According to the latest economic forecast of Eesti Pank, consumption will decrease under the influence of rapid price increases and the profitability of companies will decrease. Small economic growth is expected in the new year, mainly due to the increase in state spending. The price increase will continue at a slower pace than before and will probably remain slightly below 10 percent in 2023.
Estonia's economy has been in better than average condition so far. Despite the rapid increase in the cost of living, consumer reaction to high prices remained modest until autumn, and consumption increased both measured in euros and in quantity. Despite a significant drop in confidence, people were willing to go along with the brisk price hikes made possible by pandemic savings and money withdrawn from the second pension pillar. Most of these savings have already been used by now. Strong consumption has enabled companies to increase profits even in an environment of rapidly rising costs.
The impact of rapid price increases on economic growth is becoming more and more apparent. At the end of the past year and in the first half of the new year, reduced purchasing power and reduced savings will lead to a decrease in consumption, and the profitability of companies will also suffer. This year, the volume of the economy will decrease by 0.5%, but next year the economy will grow by 0.4%, mainly due to the increasing spending of the government sector. Economic growth can be expected to accelerate to 3-4% in 2024-2025, but due to the war, both price and economic growth prospects are more uncertain than usual.
Inflation is persistently receding. Permanently high energy prices and the increase in the price of goods and services necessary for production have not yet been fully passed on to end consumers, so the price increase is slowing down, but gradually. Despite the drop in prices of food commodities on the world market, the share of food products in the general price increase will increase in the near future, as food production, which is more affected by the energy crisis, is still passing through the price peak in Europe. The price increase will be slightly below 20% this year, will decrease to below 10% next year, and is expected to be between 2-3% in 2024-2025.
A cooling economy increases unemployment. The decreased desire of companies to recruit is reflected in the indicators of the labor market, and employment will decrease in 2023. Unemployment will peak at around 9% in 2024, and part of the increase in unemployment is related to the fact that Ukrainian war refugees seeking employment in Estonia will begin to be reflected in labor market statistics. Wage growth will remain close to 8-9% in the next two years, and it will be boosted by the increase in the minimum wage, public sector wage agreements and price increases. The purchasing power, which fell by 9% in 2022, will recover by the end of 2025.
The tightening of monetary policy restrains the price increase more and more. The Council of the European Central Bank has gradually increased monetary policy interest rates during this year. Therefore, loans are becoming more and more expensive for bank customers. Euribor raises the price of borrowed money for people and companies, thereby cooling the economy and, above all, the price growth of industrial goods and services. The rise in interest rates is steep, but the Euribor is still expected to remain lower than it was on average before the 2008 financial crisis.
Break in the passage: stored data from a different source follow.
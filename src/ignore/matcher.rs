//! Ordered gitignore evaluation over repository-relative paths

use crate::core::error::Result;
use crate::ignore::pattern::Pattern;
use path_clean::PathClean;
use std::borrow::Cow;
use std::fs;
use std::path::{Component, Path, PathBuf};
use thiserror::Error;
use tracing::{debug, warn};

/// Raised when a path handed to [`RepoIgnore`] does not live under its root
#[derive(Error, Debug, Clone, PartialEq, Eq)]
#[error("Path \"{}\" is outside of the repository root \"{}\"", path.display(), root.display())]
pub struct OutOfScopeError {
    pub path: PathBuf,
    pub root: PathBuf,
}

/// Compiled, immutable set of ignore patterns in file order
#[derive(Debug, Clone, Default)]
pub struct PatternMatcher {
    patterns: Vec<Pattern>,
}

impl PatternMatcher {
    /// Compile pattern lines. Invalid lines never fail the build.
    pub fn build<I, S>(lines: I) -> Self
    where
        I: IntoIterator<Item = S>,
        S: AsRef<str>,
    {
        let patterns = lines
            .into_iter()
            .filter_map(|line| Pattern::parse(line.as_ref()))
            .collect();

        Self { patterns }
    }

    /// Compile the content of a .gitignore file
    pub fn from_gitignore(content: &str) -> Self {
        Self::build(content.lines())
    }

    /// A matcher that ignores nothing
    pub fn empty() -> Self {
        Self::default()
    }

    /// Compiled patterns in file order
    pub fn patterns(&self) -> &[Pattern] {
        &self.patterns
    }

    /// Whether no pattern survived parsing
    pub fn is_empty(&self) -> bool {
        self.patterns.is_empty()
    }

    /// Check a root-relative path. A trailing `/` marks the path as a directory.
    pub fn is_ignored(&self, path: &str) -> bool {
        let is_dir = path.ends_with('/') || path.ends_with('\\');
        self.is_ignored_entry(path, is_dir)
    }

    /// Check a root-relative path whose directory status is already known
    pub fn is_ignored_entry(&self, path: &str, is_dir: bool) -> bool {
        if self.patterns.is_empty() {
            return false;
        }

        let Some(segments) = normalize(path) else {
            return false;
        };
        let segments: Vec<&str> = segments.iter().map(String::as_str).collect();
        if segments.is_empty() {
            return false;
        }

        // An excluded ancestor directory cannot be re-included by later negations
        for depth in 1..segments.len() {
            if self.evaluate(&segments[..depth], true) {
                return true;
            }
        }

        self.evaluate(&segments, is_dir)
    }

    /// Replay every pattern in order; the last match wins
    fn evaluate(&self, segments: &[&str], is_dir: bool) -> bool {
        self.patterns.iter().fold(false, |ignored, pattern| {
            if pattern.matches(segments, is_dir) {
                !pattern.negated
            } else {
                ignored
            }
        })
    }
}

/// Split a path into segments, resolving `.` and `..`.
/// Returns `None` when the path climbs above the root.
fn normalize(path: &str) -> Option<Vec<String>> {
    let mut segments: Vec<String> = Vec::new();
    for part in path.split(['/', '\\']) {
        match part {
            "" | "." => {},
            ".." => {
                segments.pop()?;
            },
            other => segments.push(other.to_string()),
        }
    }
    Some(segments)
}

/// A [`PatternMatcher`] bound to the repository root it was loaded from
#[derive(Debug, Clone)]
pub struct RepoIgnore {
    root: PathBuf,
    matcher: PatternMatcher,
}

impl RepoIgnore {
    pub fn new(root: &Path, matcher: PatternMatcher) -> Self {
        Self {
            root: root.clean(),
            matcher,
        }
    }

    /// Load `<root>/.gitignore`. A missing file yields an empty matcher.
    pub fn load(root: &Path) -> Result<Self> {
        let root = dunce::canonicalize(root).unwrap_or_else(|_| root.to_path_buf());
        let gitignore_path = root.join(".gitignore");

        let matcher = if gitignore_path.is_file() {
            let bytes = fs::read(&gitignore_path)?;
            let content = String::from_utf8_lossy(&bytes);
            if matches!(content, Cow::Owned(_)) {
                warn!(
                    path = %gitignore_path.display(),
                    "gitignore is not valid UTF-8, replacing invalid bytes"
                );
            }
            PatternMatcher::from_gitignore(&content)
        } else {
            PatternMatcher::empty()
        };

        debug!(
            root = %root.display(),
            patterns = matcher.patterns().len(),
            "loaded gitignore patterns"
        );

        Ok(Self::new(&root, matcher))
    }

    pub fn root(&self) -> &Path {
        &self.root
    }

    pub fn matcher(&self) -> &PatternMatcher {
        &self.matcher
    }

    /// Convert an absolute or root-relative path into a `/`-separated
    /// root-relative string.
    pub fn relative_path(&self, path: &Path) -> std::result::Result<String, OutOfScopeError> {
        let absolute = if path.is_absolute() {
            path.clean()
        } else {
            self.root.join(path).clean()
        };

        let relative = match absolute.strip_prefix(&self.root) {
            Ok(relative) => relative.to_path_buf(),
            // The root is canonical; the candidate may still go through a symlink
            Err(_) => dunce::canonicalize(&absolute)
                .ok()
                .and_then(|canonical| {
                    canonical
                        .strip_prefix(&self.root)
                        .ok()
                        .map(Path::to_path_buf)
                })
                .ok_or_else(|| OutOfScopeError {
                    path: path.to_path_buf(),
                    root: self.root.clone(),
                })?,
        };

        let segments: Vec<String> = relative
            .components()
            .filter_map(|component| match component {
                Component::Normal(name) => Some(name.to_string_lossy().into_owned()),
                _ => None,
            })
            .collect();

        Ok(segments.join("/"))
    }

    /// Check an absolute or root-relative path against the root's .gitignore
    pub fn is_ignored(&self, path: impl AsRef<Path>) -> std::result::Result<bool, OutOfScopeError> {
        let relative = self.relative_path(path.as_ref())?;
        if relative.is_empty() {
            return Ok(false);
        }

        let is_dir = self.root.join(&relative).is_dir();
        Ok(self.matcher.is_ignored_entry(&relative, is_dir))
    }
}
The higher loan interest than before is more in line with the growth of consumer and asset prices in Estonia and helps mitigate the risk of overheating in the real estate sector.
A rapid price increase will improve this year's budget position, but increase the deficit in the following years. In the last year, the rapid price increase has increased the collection of tax revenues, but the price increase will be transferred to many state expenses from the new year. In 2023, the budget deficit will increase by leaps and bounds, as it will be exacerbated by several decisions coming into effect in 2023: the increase in family allowances, the increase in income tax relief and the extraordinary increase in pensions and tax relief. In the next three years, the deficit will remain above 3% of GDP, and the debt burden of the government sector will increase. The later and with a higher debt burden, the fiscal discipline is restored, the more extensive the increase in the tax burden or limiting the growth of expenses is necessary to achieve this.
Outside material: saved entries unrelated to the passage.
//! Command-line interface for vrepo

use anyhow::Result;
use clap::{Args, Parser, Subcommand};
use clap_complete::Shell;
use std::path::PathBuf;

pub mod commands;
pub mod context;
pub mod output;

use commands::{
    add_remote::AddRemoteArgs, check_ignore::CheckIgnoreArgs, list_large_files::ListLargeFilesArgs,
    pull::PullArgs, push::PushArgs, remotes::RemotesArgs,
};
use context::CliContext;

/// vrepo - keep a source directory in sync with its remotes
#[derive(Parser)]
#[command(
    name = "vrepo",
    version,
    about = "Push and pull a source directory to git remotes and ssh hosts, publish npm packages",
    long_about = "vrepo keeps a source directory synchronized with its git remotes and ssh (rsync) targets, \
                  publishes npm packages and inspects large files with optional .gitignore filtering. \
                  Remotes are stored per directory in a .vrepo file."
)]
pub struct Cli {
    /// Enable verbose output
    #[arg(short, long, global = true)]
    pub verbose: bool,

    /// Suppress non-error output
    #[arg(short, long, global = true)]
    pub quiet: bool,

    /// Disable progress spinners
    #[arg(long, global = true)]
    pub no_progress: bool,

    /// Auto-answer yes to all prompts
    #[arg(short = 'y', long, global = true)]
    pub yes: bool,

    #[command(subcommand)]
    pub command: Commands,
}

/// Source directories a command operates on
#[derive(Args, Debug, Clone, Default)]
pub struct SourceArgs {
    /// Source directory, defaults to the current working directory
    #[arg(long, conflicts_with = "sources")]
    pub source: Option<PathBuf>,

    /// Several source directories, comma separated
    #[arg(long, value_delimiter = ',', num_args = 1..)]
    pub sources: Vec<PathBuf>,
}

impl SourceArgs {
    /// `--source`, else `--sources`, else the current directory
    pub fn resolve(&self) -> Vec<PathBuf> {
        if let Some(source) = &self.source {
            vec![source.clone()]
        } else if !self.sources.is_empty() {
            self.sources.clone()
        } else {
            vec![PathBuf::from("./")]
        }
    }
}

#[derive(Subcommand)]
pub enum Commands {
    /// Push the source to one or multiple remotes
    #[command(after_help = "Example: vrepo push --git origin --ssh myserver,backup --del --forced")]
    Push(PushArgs),

    /// Pull the source from a single remote
    #[command(after_help = "Example: vrepo pull --ssh myserver --del")]
    Pull(PullArgs),

    /// Publish the npm package and bump its version
    #[command(alias = "publish-npm")]
    Publish {
        #[command(flatten)]
        sources: SourceArgs,
    },

    /// Register a git or ssh remote in .vrepo
    #[command(after_help = "Examples:\n  vrepo add-remote --ssh myalias:./destination\n  \
                            vrepo add-remote --git --remote origin --destination git@github.com:user/project.git --branch main")]
    AddRemote(AddRemoteArgs),

    /// List the registered remotes
    Remotes(RemotesArgs),

    /// Squash the git history of the first remote's branch into one commit
    RemoveCommitHistory {
        #[command(flatten)]
        sources: SourceArgs,
    },

    /// Untrack all files so the .gitignore applies again
    RemoveGitCache {
        #[command(flatten)]
        sources: SourceArgs,
    },

    /// List the largest files, optionally filtered by .gitignore
    #[command(after_help = "Example: vrepo list-large-files --gitignore --limit 10")]
    ListLargeFiles(ListLargeFilesArgs),

    /// Check paths against the source's .gitignore
    CheckIgnore(CheckIgnoreArgs),

    /// Generate shell completion scripts
    Completion {
        /// Shell to generate completions for
        #[arg(value_enum)]
        shell: Shell,
    },
}

impl Cli {
    /// Requested verbosity: `--verbose` counts as level 1, `push --log-level` may go higher
    pub fn log_level(&self) -> u8 {
        let command_level = match &self.command {
            Commands::Push(args) => args.log_level,
            _ => 0,
        };
        if self.verbose {
            command_level.max(1)
        } else {
            command_level
        }
    }

    /// Execute the parsed command
    pub fn run(self) -> Result<()> {
        CliContext::set(CliContext {
            verbose: self.verbose,
            quiet: self.quiet,
            yes: self.yes,
            no_progress: self.no_progress,
            log_level: self.log_level(),
        });

        match self.command {
            Commands::Push(args) => commands::push::execute(args),
            Commands::Pull(args) => commands::pull::execute(args),
            Commands::Publish { sources } => commands::publish::execute(sources),
            Commands::AddRemote(args) => commands::add_remote::execute(args),
            Commands::Remotes(args) => commands::remotes::execute(args),
            Commands::RemoveCommitHistory { sources } => {
                commands::remove_commit_history::execute(sources)
            },
            Commands::RemoveGitCache { sources } => commands::remove_git_cache::execute(sources),
            Commands::ListLargeFiles(args) => commands::list_large_files::execute(args),
            Commands::CheckIgnore(args) => commands::check_ignore::execute(args),
            Commands::Completion { shell } => commands::completion::execute(shell),
        }
    }
}

#[cfg(test)]
mod tests {
    use super::*;
    use clap::CommandFactory;

    #[test]
    fn test_cli_definition() {
        Cli::command().debug_assert();
    }

    #[test]
    fn test_source_resolution() {
        let cli = Cli::try_parse_from(["vrepo", "remotes", "--sources", "a,b"]).unwrap();
        let Commands::Remotes(args) = cli.command else {
            panic!("expected remotes");
        };
        assert_eq!(args.sources.resolve(), vec![PathBuf::from("a"), PathBuf::from("b")]);

        assert_eq!(SourceArgs::default().resolve(), vec![PathBuf::from("./")]);
    }

    #[test]
    fn test_push_remote_lists() {
        let cli = Cli::try_parse_from(["vrepo", "push", "--git", "--ssh", "srv,backup", "-f"]).unwrap();
        let Commands::Push(args) = cli.command else {
            panic!("expected push");
        };
        assert_eq!(args.git, Some(vec![]));
        assert_eq!(args.ssh, Some(vec!["srv".to_string(), "backup".to_string()]));
        assert!(args.forced);
    }

    #[test]
    fn test_log_level_from_flags() {
        let cli = Cli::try_parse_from(["vrepo", "push", "--log-level", "2"]).unwrap();
        assert_eq!(cli.log_level(), 2);

        let cli = Cli::try_parse_from(["vrepo", "--verbose", "remotes"]).unwrap();
        assert_eq!(cli.log_level(), 1);

        let cli = Cli::try_parse_from(["vrepo", "push"]).unwrap();
        assert_eq!(cli.log_level(), 0);
    }

    #[test]
    fn test_publish_npm_alias() {
        let cli = Cli::try_parse_from(["vrepo", "publish-npm"]).unwrap();
        assert!(matches!(cli.command, Commands::Publish { .. }));
    }

    #[test]
    fn test_pull_requires_single_remote() {
        assert!(Cli::try_parse_from(["vrepo", "pull"]).is_err());
        assert!(Cli::try_parse_from(["vrepo", "pull", "--git", "origin", "--ssh", "srv"]).is_err());
        assert!(Cli::try_parse_from(["vrepo", "pull", "--ssh", "srv"]).is_ok());
    }
}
In the state budget, it would be reasonable to maintain a balance between supporting people and companies and reducing inflationary pressure on the other hand. The energy crisis, war refugees and increasing defense readiness require additional spending from the government, but the budget will be in a deep deficit in the coming years even without emergency spending. The biggest problem for the economy so far ― expensive energy prices ― will remain until the supply-side problems are alleviated. This will take years, during which the state can provide additional assistance to those who need it most. The increase in energy prices affects people with different income levels and different economic sectors with different strength, and therefore, from the point of view of managing the general price increase, it is important that the additional state aid is precisely targeted and temporary.